Personal information
- Full name: Lauchlan James Dalgleish
- Born: 22 June 1993 (age 32)
- Original team: North Ballarat Rebels (TAC Cup)
- Draft: No. 11, 2012 Rookie Draft
- Height: 185 cm (6 ft 1 in)
- Weight: 77 kg (170 lb)
- Position: Defender

Playing career^{1}
- Years: Club / Games (Goals)
- 2013–2015: Essendon / 3 (1)
- ^{1} Playing statistics correct to the end of 2015.

= Lauchlan Dalgleish =

Australian rules footballer

Lauchlan Dalgleish (born 22 June 1993) is a former professional Australian rules footballer who played for the Essendon Football Club in the Australian Football League (AFL).
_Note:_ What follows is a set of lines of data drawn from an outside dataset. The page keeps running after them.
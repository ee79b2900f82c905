use drivegate_config::Settings;
use mongodb::{Client, Database, options::ClientOptions};
use tracing::info;

pub async fn connect(settings: &Settings) -> Result<Database, mongodb::error::Error> {
    let mut client_options = ClientOptions::parse(&settings.database.url).await?;

    if let Some(max_pool) = settings.database.max_pool_size {
        client_options.max_pool_size = Some(max_pool);
    }
    if let Some(min_pool) = settings.database.min_pool_size {
        client_options.min_pool_size = Some(min_pool);
    }

    let client = Client::with_options(client_options)?;

    // Verify connection
    client
        .database("admin")
        .run_command(bson::doc! { "ping": 1 })
        .await?;

    info!(db = %settings.database.name, "Connected to MongoDB");

    Ok(client.database(&settings.database.name))
}
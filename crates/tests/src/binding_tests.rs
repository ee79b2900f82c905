use crate::fixtures::{test_app::TestApp, upstream};
use serde_json::Value;

#[tokio::test]
async fn api_loading_lists_connected_bindings_without_tokens() {
    let app = TestApp::spawn().await;
    let user = app.seed_user("alice").await;
    let work = app.seed_binding(&user, "work", "secret-work", true).await;
    app.seed_binding(&user, "idle", "secret-idle", false).await;

    let resp = app
        .auth_post("/api/dooray/apiLoading", &user.access_token)
        .send()
        .await
        .unwrap();

    assert_eq!(resp.status().as_u16(), 200);
    let body = resp.text().await.unwrap();
    assert!(!body.contains("secret-"), "token leaked: {}", body);

    let json: Value = serde_json::from_str(&body).unwrap();
    let list = json.as_array().unwrap();
    assert_eq!(list.len(), 1);
    assert_eq!(list[0]["apiIdx"], work.to_hex());
    assert_eq!(list[0]["apiTitle"], "work");
    assert_eq!(list[0]["isConnected"], true);
}

#[tokio::test]
async fn drive_connect_returns_drives_and_marks_binding_connected() {
    let mut app = TestApp::spawn().await;
    let user = app.seed_user("bob").await;
    let binding = app.seed_binding(&user, "work", "tok-ok", false).await;
    let _mocks = upstream::single_empty_drive(&mut app.upstream, "tok-ok", "D1", "Team").await;

    let resp = app
        .auth_get(
            &format!("/api/dooray/driveConnect?apiIdx={}", binding.to_hex()),
            &user.access_token,
        )
        .send()
        .await
        .unwrap();

    assert_eq!(resp.status().as_u16(), 200);
    let json: Value = resp.json().await.unwrap();
    assert_eq!(json[0]["uniqueKey"], "drive-D1");
    assert_eq!(json[0]["root"]["name"], "Team");
    assert_eq!(json[0]["root"]["files"][0]["uniqueKey"], "drive-D1-file-F1");
    assert!(app.binding_connected(binding).await);
}

#[tokio::test]
async fn drive_connect_with_rejected_token_is_unauthorized() {
    let mut app = TestApp::spawn().await;
    let user = app.seed_user("carol").await;
    let binding = app.seed_binding(&user, "stale", "tok-bad", false).await;
    let _mock = upstream::rejected_token(&mut app.upstream, "tok-bad", 401).await;

    let resp = app
        .auth_get(
            &format!("/api/dooray/driveConnect?apiIdx={}", binding.to_hex()),
            &user.access_token,
        )
        .send()
        .await
        .unwrap();

    assert_eq!(resp.status().as_u16(), 401);
    assert!(!app.binding_connected(binding).await);
}

#[tokio::test]
async fn drive_connect_upstream_outage_is_bad_gateway() {
    let mut app = TestApp::spawn().await;
    let user = app.seed_user("dave").await;
    let binding = app.seed_binding(&user, "work", "tok-down", false).await;
    let _mock = upstream::rejected_token(&mut app.upstream, "tok-down", 503).await;

    let resp = app
        .auth_get(
            &format!("/api/dooray/driveConnect?apiIdx={}", binding.to_hex()),
            &user.access_token,
        )
        .send()
        .await
        .unwrap();

    assert_eq!(resp.status().as_u16(), 502);
}

#[tokio::test]
async fn drive_disconnect_clears_the_flag() {
    let app = TestApp::spawn().await;
    let user = app.seed_user("erin").await;
    let binding = app.seed_binding(&user, "work", "tok", true).await;

    let resp = app
        .auth_get(
            &format!("/api/dooray/driveDisconnect?apiIdx={}", binding.to_hex()),
            &user.access_token,
        )
        .send()
        .await
        .unwrap();

    assert_eq!(resp.status().as_u16(), 200);
    let json: Value = resp.json().await.unwrap();
    assert_eq!(json, Value::Bool(true));
    assert!(!app.binding_connected(binding).await);
}

#[tokio::test]
async fn another_users_binding_is_forbidden() {
    let mut app = TestApp::spawn().await;
    let owner = app.seed_user("owner").await;
    let intruder = app.seed_user("intruder").await;
    let binding = app.seed_binding(&owner, "work", "tok-owner", true).await;
    let guards = upstream::no_calls(&mut app.upstream).await;

    for path in [
        format!("/api/dooray/driveConnect?apiIdx={}", binding.to_hex()),
        format!("/api/dooray/driveDisconnect?apiIdx={}", binding.to_hex()),
        format!("/api/dooray/downloadFile?fileId=F1&apiIdx={}", binding.to_hex()),
    ] {
        let resp = app
            .auth_get(&path, &intruder.access_token)
            .send()
            .await
            .unwrap();
        assert_eq!(resp.status().as_u16(), 403, "GET {}", path);
    }

    assert!(app.binding_connected(binding).await);
    for guard in guards {
        guard.assert_async().await;
    }
}

#[tokio::test]
async fn unknown_and_malformed_binding_ids() {
    let app = TestApp::spawn().await;
    let user = app.seed_user("frank").await;

    let resp = app
        .auth_get(
            "/api/dooray/driveConnect?apiIdx=000000000000000000000000",
            &user.access_token,
        )
        .send()
        .await
        .unwrap();
    assert_eq!(resp.status().as_u16(), 404);

    let resp = app
        .auth_get("/api/dooray/driveConnect?apiIdx=42", &user.access_token)
        .send()
        .await
        .unwrap();
    assert_eq!(resp.status().as_u16(), 400);
}
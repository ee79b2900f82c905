use bson::oid::ObjectId;
use chrono::{Duration, Utc};
use drivegate_config::JwtSettings;
use jsonwebtoken::{DecodingKey, EncodingKey, Header, Validation, decode, encode};
use serde::{Deserialize, Serialize};
use thiserror::Error;

#[derive(Debug, Error)]
pub enum AuthError {
    #[error("Token expired")]
    TokenExpired,
    #[error("Invalid token: {0}")]
    InvalidToken(String),
}

/// Session claims. The login flow that mints them lives outside the gateway;
/// `sub` is the user's ObjectId in hex.
#[derive(Debug, Clone, Serialize, Deserialize)]
pub struct Claims {
    pub sub: String,
    pub email: String,
    pub name: String,
    pub iat: i64,
    pub exp: i64,
    pub iss: String,
}

pub struct AuthService {
    jwt_settings: JwtSettings,
    encoding_key: EncodingKey,
    decoding_key: DecodingKey,
}

impl AuthService {
    pub fn new(jwt_settings: JwtSettings) -> Self {
        let encoding_key = EncodingKey::from_secret(jwt_settings.secret.as_bytes());
        let decoding_key = DecodingKey::from_secret(jwt_settings.secret.as_bytes());
        Self {
            jwt_settings,
            encoding_key,
            decoding_key,
        }
    }

    pub fn issue_access_token(
        &self,
        user_id: ObjectId,
        email: &str,
        name: &str,
    ) -> Result<String, AuthError> {
        let now = Utc::now();

        let claims = Claims {
            sub: user_id.to_hex(),
            email: email.to_string(),
            name: name.to_string(),
            iat: now.timestamp(),
            exp: (now + Duration::seconds(self.jwt_settings.access_token_ttl_secs as i64))
                .timestamp(),
            iss: self.jwt_settings.issuer.clone(),
        };

        encode(&Header::default(), &claims, &self.encoding_key)
            .map_err(|e| AuthError::InvalidToken(e.to_string()))
    }

    pub fn verify_access_token(&self, token: &str) -> Result<Claims, AuthError> {
        let mut validation = Validation::default();
        validation.set_issuer(&[&self.jwt_settings.issuer]);

        let token_data = decode::<Claims>(token, &self.decoding_key, &validation)
            .map_err(|e| match e.kind() {
                jsonwebtoken::errors::ErrorKind::ExpiredSignature => AuthError::TokenExpired,
                _ => AuthError::InvalidToken(e.to_string()),
            })?;

        Ok(token_data.claims)
    }
}
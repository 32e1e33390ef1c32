//! # Aetheris Terminal - Library Root
//!
//! A **native desktop front-end** for the Aetheris demo protocol: a scroll-driven
//! landing page over an animated 3D scene, two dashboards and a simulated live
//! markets table. This library crate contains all modules used by the binary
//! crate (`main.rs`).
//!
//! ## Features
//!
//! - **Animated scene**: icosahedron core, two rings and orbiting debris, eased
//!   toward a per-view pose every frame
//! - **Markets**: seven coins moved by a timer-driven random walk, search,
//!   sparklines and a per-coin detail overlay
//! - **Dashboards**: fixed demo figures for the network overview and the user terminal
//! - **External chart**: hands the full chart for a coin to the system browser
//!
//! ## Architecture
//!
//! ```text
//! ┌────────────────────────────────────────────────────────┐
//! │              aetheris (this crate)                     │
//! ├────────────────────────────────────────────────────────┤
//! │  egui / eframe   - Immediate-mode GUI, native window   │
//! │  egui_plot       - Detail overlay chart                │
//! │  egui_extras     - Markets table                       │
//! │  Tokio           - Ticker timer task                   │
//! │  tracing         - Structured logging                  │
//! └────────────────────────────────────────────────────────┘
//! ```
//!
//! ## Module Structure
//!
//! - **app**: view controller, shared state, handlers and the ticker task
//! - **core**: configuration, error type and the market feed seam
//! - **dashboard**: demo records behind the dashboard screens
//! - **debug**: logging setup, frame metrics
//! - **market**: coin records, the simulated ticker, chart hand-off
//! - **scene**: pose math, the per-frame animator and the particle field
//! - **ui**: scene projection, screens, widgets and theme
//! - **utils**: shared Tokio runtime
//!
//! ### Module Dependency Graph
//!
//! ```text
//! main.rs
//!   │
//!   ├── app (state, events, handlers)
//!   │   ├── market (feed, coins, chart)
//!   │   ├── scene (step, particles)
//!   │   └── dashboard (revenue series)
//!   │
//!   └── ui (rendering)
//!       ├── scene_view (projection of scene state)
//!       ├── screens::* (landing, overview, mypage, markets)
//!       ├── widgets::* (header, cards, sparkline, toasts)
//!       └── theme (colors, styles)
//! ```
//!
//! ## Core Concepts
//!
//! ### State Management
//!
//! Application state is wrapped in `Arc<RwLock<AppState>>`:
//! - **Shared**: the UI and handlers read and write through one lock
//! - **Locked briefly**: screens render from a cloned snapshot
//!
//! ### Timer Events
//!
//! The ticker task only sends [`AppEvent::MarketTick`]; prices change on the UI
//! thread in [`App::on_tick`] through the [`core::service::MarketFeed`].
//!
//! ## Testing
//!
//! ```bash
//! cargo test --lib
//! ```

pub mod app;
pub mod core;
pub mod dashboard;
pub mod debug;
pub mod market;
pub mod scene;
pub mod ui;
pub mod utils;

// Re-export commonly used types for convenience
pub use app::{App, AppEvent, AppState, View};
pub use core::{AppError, Result};
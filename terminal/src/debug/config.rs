//! Debug configuration from environment variables

use std::path::PathBuf;

/// Default filter when `RUST_LOG` is unset
pub const DEFAULT_LOG_FILTER: &str = "aetheris=info,warn";

/// Debug system configuration
#[derive(Debug, Clone)]
pub struct DebugConfig {
    /// Log directory (for rotation)
    pub log_dir: PathBuf,
    /// Log file name prefix inside `log_dir`
    pub log_file_name: String,
    /// Log level filter (e.g., "aetheris=debug,info")
    pub log_level: String,
    /// Enable in-UI debug overlay
    pub show_debug_ui: bool,
}

impl Default for DebugConfig {
    fn default() -> Self {
        Self {
            log_dir: PathBuf::from("logs"),
            log_file_name: "aetheris.log".to_string(),
            log_level: DEFAULT_LOG_FILTER.to_string(),
            show_debug_ui: super::is_debug_mode(),
        }
    }
}

impl DebugConfig {
    /// Load configuration from environment variables
    pub fn from_env() -> Self {
        let defaults = Self::default();

        Self {
            log_dir: std::env::var("AETHERIS_LOG_DIR")
                .map(PathBuf::from)
                .unwrap_or(defaults.log_dir),
            log_level: std::env::var("RUST_LOG").unwrap_or(defaults.log_level),
            show_debug_ui: std::env::var("AETHERIS_DEBUG_UI")
                .map(|v| v == "1")
                .unwrap_or(defaults.show_debug_ui),
            log_file_name: defaults.log_file_name,
        }
    }

    pub fn log_file(&self) -> PathBuf {
        self.log_dir.join(&self.log_file_name)
    }

    /// Check if debug logging is enabled
    pub fn is_debug_enabled(&self) -> bool {
        self.log_level.contains("debug") || self.log_level.contains("trace")
    }
}

#[cfg(test)]
mod tests {
    use super::*;

    #[test]
    fn test_defaults() {
        let config = DebugConfig::default();
        assert_eq!(config.log_file(), PathBuf::from("logs").join("aetheris.log"));
        assert_eq!(config.log_level, "aetheris=info,warn");
        assert!(!config.is_debug_enabled());
        assert_eq!(config.show_debug_ui, crate::debug::is_debug_mode());
    }

    #[test]
    fn test_debug_detection() {
        let config = DebugConfig {
            log_level: "aetheris=debug".to_string(),
            ..DebugConfig::default()
        };
        assert!(config.is_debug_enabled());
    }
}
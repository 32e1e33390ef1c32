//! # Reusable UI Widgets
//!
//! Common widgets used across screens.

pub mod header;
pub mod live_indicator;
pub mod nav_bar;
pub mod notifications;
pub mod sparkline;
pub mod stat_card;
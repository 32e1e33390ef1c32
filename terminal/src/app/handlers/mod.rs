//! # Event Handlers
//!
//! User action handlers, organized by domain. Each takes the shared state and
//! holds its lock only for the duration of the mutation.

pub mod markets;
pub mod navigation;
pub mod settings;
//! Frame timing metrics for the debug overlay

use std::collections::VecDeque;
use std::time::Duration;

const HISTORY: usize = 60;
const SLOW_FRAME: Duration = Duration::from_millis(100);

/// Rolling frame timings
#[derive(Debug, Clone, Default)]
pub struct FrameMetrics {
    /// Last frame total time
    pub last_frame_time: Duration,
    /// Rolling window of the last 60 frame times
    pub frame_history: VecDeque<Duration>,
    /// Number of slow frames (>100ms)
    pub slow_frame_count: u32,
}

impl FrameMetrics {
    /// Record a new frame time
    pub fn record_frame(&mut self, total: Duration) {
        self.last_frame_time = total;

        self.frame_history.push_back(total);
        if self.frame_history.len() > HISTORY {
            self.frame_history.pop_front();
        }

        if total > SLOW_FRAME {
            self.slow_frame_count += 1;
            tracing::warn!(total_ms = total.as_millis(), "Slow frame detected");
        }
    }

    /// Get average frame time from history
    pub fn avg_frame_time(&self) -> Duration {
        if self.frame_history.is_empty() {
            return Duration::ZERO;
        }

        let sum: Duration = self.frame_history.iter().sum();
        sum / self.frame_history.len() as u32
    }

    /// Get frame rate (FPS)
    pub fn fps(&self) -> f64 {
        let avg = self.avg_frame_time();
        if avg.is_zero() {
            return 0.0;
        }
        1.0 / avg.as_secs_f64()
    }
}

#[cfg(test)]
mod tests {
    use super::*;

    #[test]
    fn test_history_is_bounded() {
        let mut metrics = FrameMetrics::default();
        for _ in 0..200 {
            metrics.record_frame(Duration::from_millis(16));
        }
        assert_eq!(metrics.frame_history.len(), HISTORY);
        assert_eq!(metrics.avg_frame_time(), Duration::from_millis(16));
        assert!((metrics.fps() - 62.5).abs() < 1e-6);
    }

    #[test]
    fn test_slow_frames_counted() {
        let mut metrics = FrameMetrics::default();
        metrics.record_frame(Duration::from_millis(16));
        metrics.record_frame(Duration::from_millis(250));
        assert_eq!(metrics.slow_frame_count, 1);
        assert_eq!(metrics.last_frame_time, Duration::from_millis(250));
    }
}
He was recruited by Essendon with the 11th pick in the 2012 rookie draft. Dalgleish won the 120-metre Terang Gift in 12.25 seconds three days after missing out in the national draft and is known for his work ethic, speed and agility as a midfielder. He made his AFL debut in round 21 of the 2013 season, playing three games and kicking one goal for the season. In October 2013, the Essendon Football Club announced that Dalgleish had been promoted to the senior list for season 2014. He was delisted at the conclusion of the 2015 season, without having added to his 3 games in his debut season. He currently plays for the Drysdale Hawks in the Bellarine Football League.